With that being said, I did buy the book, which seems cool. The Austrian school of economics is way different than the Frankfurt school.
I've heard good things about "Capital in the Twenty-First Century" by Thomas Piketty.

Now obviously Piketty is a leftist and probably a marxist, but his fundamental claim that growth of capital returns has far outpaced growth on salaries in the 21th century is something to really understand.

We had a discussion about debt recently. I believe that the real key to wealth now is to fight tooth and nails for free capital to use in real estate and various other capital intensive assets.

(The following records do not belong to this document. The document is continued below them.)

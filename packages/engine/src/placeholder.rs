//! Placeholder classification for extracted values.

use regex::Regex;
use std::sync::LazyLock;

use crate::config::PLACEHOLDER_PHRASES;
use crate::text::collapse_whitespace;

/// Whole-string match against any placeholder phrase, optional trailing period.
#[allow(clippy::expect_used)] // Built from static phrases that are guaranteed to be valid
static PLACEHOLDER_PATTERN: LazyLock<Regex> = LazyLock::new(|| {
    let alternatives: Vec<String> = PLACEHOLDER_PHRASES
        .iter()
        .map(|phrase| regex::escape(phrase))
        .collect();
    Regex::new(&format!(r"(?i)^(?:{})\.?$", alternatives.join("|"))).expect("valid regex")
});

/// Check whether a value is a "nothing to report" placeholder.
///
/// The value is whitespace-collapsed before comparison, so callers may pass
/// raw spans. Total: every input yields an answer.
///
/// # Examples
/// ```
/// use reviewrepair_engine::placeholder::is_placeholder;
///
/// assert!(is_placeholder("No Comment."));
/// assert!(is_placeholder("none"));
/// assert!(!is_placeholder("Plug into the vis-viva equation."));
/// ```
pub fn is_placeholder(value: &str) -> bool {
    PLACEHOLDER_PATTERN.is_match(&collapse_whitespace(value))
}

I studied Economics by the way, before I dropped out for online marketing.
That's the whole point of the capitalist system and having capital. Money is a form of power and you can use it to have people work for you so that you can generate more money. Before, power was God given, in terms of divine rights for the king or lord. Now, power is obtained by acquiring capital or democratically elected offices. Piketty makes an interesting argument, that after 250 years of capitalism inequality is getting to globally unstable levels, but I doubt conclusions from his book, which are abstracted to the global level, could be used for individual decision making.